• _WORK INSTRUCTION_:
The listing below needs to be copied in full, exactly.

• _EXERCISE MATERIAL_:
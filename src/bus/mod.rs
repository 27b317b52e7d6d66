//! 事件总线模块
//!
//! 模块间的发布-订阅通信，所有处理器调用都经过执行守卫。

pub mod event;
pub mod event_bus;

pub use event::{Event, EventHandler, EventSubscription, SubscriptionHandle, UnsubscribeFn};
pub use event_bus::{DispatchStats, DispatchSummary, EventBus, LocalEventBus};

• _TASK OUTPUT_:
filename src/bus/mod.rs
repository 27b317b52e7d6d66
//! 事件总线模块
//!
//! 模块间的发布-订阅通信，所有处理器调用都经过执行守卫。

pub mod event;
pub mod event_bus;

pub use event::{Event, EventHandler, EventSubscription, SubscriptionHandle, UnsubscribeFn};
pub use event_bus::{DispatchStats, DispatchSummary, EventBus, LocalEventBus};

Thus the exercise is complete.